According to Alaska Department of Environmental Conservation spokeswoman Candice Bressler, the well is back under control.
The agency says the initial oil release may have affected an area of about one hectare and there were no reports of damage to wildlife.
Based on aerial pictures, the release appeared to be confined to the gravel pad surrounding the well head and had not reached the surrounding tundra, BP said.
The state department also said that the exact volume of the leak is yet to be determined.
But the release of vented natural gas means that the well is still leaking methane, a potent greenhouse gas that traps heat 86 times more effectively than carbon dioxide over a 20-year period, into the atmosphere.
The spray of crude onto the pad of the well, which occurred when the well in the bay area of Greater Prudhoe was leaking gas, stopped by afternoon on Sunday. It wasn't until Monday, however, that BP announced that the well had been killed and the oil had stopped flowing.
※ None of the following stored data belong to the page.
use dpmoe::prelude::*;
use nalgebra::{DMatrix, DVector};
use rand::SeedableRng;
use rand_distr::{Distribution, StandardNormal};
use rand_xoshiro::Xoshiro256Plus;

fn sinc(x: f64) -> f64 {
    if x == 0.0 {
        1.0
    } else {
        let px = std::f64::consts::PI * x;
        px.sin() / px
    }
}

fn noise_scale(x: f64) -> f64 {
    0.05 + 0.2 * (1.0 + (2.0 * x).sin()) / (1.0 + (-0.2 * x).exp())
}

#[test]
fn tied_mixture_recovers_two_generators() {
    let mut rng = Xoshiro256Plus::seed_from_u64(1337);
    let centers = [[1.0, 1.0], [-1.0, -1.0]];
    let xs: Vec<DVector<f64>> = (0..500)
        .map(|i| {
            let c = centers[i % 2];
            let e0: f64 = StandardNormal.sample(&mut rng);
            let e1: f64 = StandardNormal.sample(&mut rng);
            DVector::from_row_slice(&[c[0] + 0.3 * e0, c[1] + 0.3 * e1])
        })
        .collect();

    let tied = TiedNormalWisharts::symmetric(
        2,
        DVector::zeros(2),
        0.01,
        DMatrix::identity(2, 2),
        3.0,
    )
    .unwrap();
    let gating = Dirichlet::symmetric(1.0, 2).unwrap();
    let mut mixture = TiedMixture::new(gating, tied, &mut rng).unwrap();
    mixture.add_data(&xs, &mut rng).unwrap();
    mixture.resample(2500, &mut rng).unwrap();

    assert_eq!(mixture.used_labels(), vec![0, 1]);
    for center in centers.iter() {
        let target = DVector::from_row_slice(center);
        let closest = mixture
            .means()
            .iter()
            .map(|mu| (mu - &target).norm())
            .fold(f64::INFINITY, f64::min);
        assert!(closest < 0.3, "no mean within 0.3 of {:?}", center);
    }
}

#[test]
fn dirichlet_process_experts_fit_noisy_sinc() {
    let _ = env_logger::builder().is_test(true).try_init();
    let mut rng = Xoshiro256Plus::seed_from_u64(1337);
    let n = 10_000;
    let k = 50;

    let inputs: Vec<DVector<f64>> = (0..n)
        .map(|i| DVector::from_element(1, -10.0 + 20.0 * i as f64 / (n - 1) as f64))
        .collect();
    let means: Vec<DVector<f64>> = inputs
        .iter()
        .map(|x| DVector::from_element(1, sinc(x[0])))
        .collect();
    let targets: Vec<DVector<f64>> = inputs
        .iter()
        .zip(means.iter())
        .map(|(x, m)| {
            let e: f64 = StandardNormal.sample(&mut rng);
            DVector::from_element(1, m[0] + noise_scale(x[0]) * e)
        })
        .collect();

    let components = (0..k)
        .map(|_| {
            let basis = NormalWishart::new(
                DVector::zeros(1),
                1e-2,
                DMatrix::identity(1, 1) * 1e2,
                2.0,
            )
            .unwrap();
            let model = MatrixNormalWishart::new(
                DMatrix::zeros(1, 2),
                DMatrix::identity(2, 2) * 1e-3,
                DMatrix::identity(1, 1),
                2.0,
                true,
            )
            .unwrap();
            Component::new(basis, model, &mut rng)
        })
        .collect();
    let gating = StickBreaking::dirichlet_process(k, 100.0).unwrap();
    let mut mixture: MixtureOfLinearGaussians<_> =
        Mixture::new(gating, components, &mut rng).unwrap();

    mixture
        .add_data(&targets, &inputs, true, None, None, &mut rng)
        .unwrap();
    mixture.resample(25, &mut rng).unwrap();
    let elbos = mixture
        .meanfield_coordinate_descent(1e-2, 250, true)
        .unwrap();
    assert!(elbos.iter().all(|e| e.is_finite()));

    let pred = mixture
        .parallel_meanfield_prediction(&inputs, Some(&targets), true, PredictionKind::Average)
        .unwrap();
    assert!(pred.mse(&means) < 2e-2, "mse = {}", pred.mse(&means));
    assert!(pred.nlpd.unwrap().iter().all(|v| v.is_finite()));

    let used = mixture.used_labels();
    assert!(!used.is_empty());
    assert!(used.len() < k);
    assert!(used.iter().all(|&z| z < k));
}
BP set up a unified command with state and federal regulators to address the leaking gas and oil. BP and other groups were still working on a response plan for the leak on Sunday, according to the report. Output there rose to 565,000 bpd in March, its highest level since December 2013. There is no estimation of the volume of oil spilled or the amount of natural gas that is still coming from the wellhead.
BP did not immediately respond to questions about how much oil the well typically produces. In 2006, a corroded pipeline released almost 5,000 barrels of crude oil, the largest oil spill in the North Slope at the time.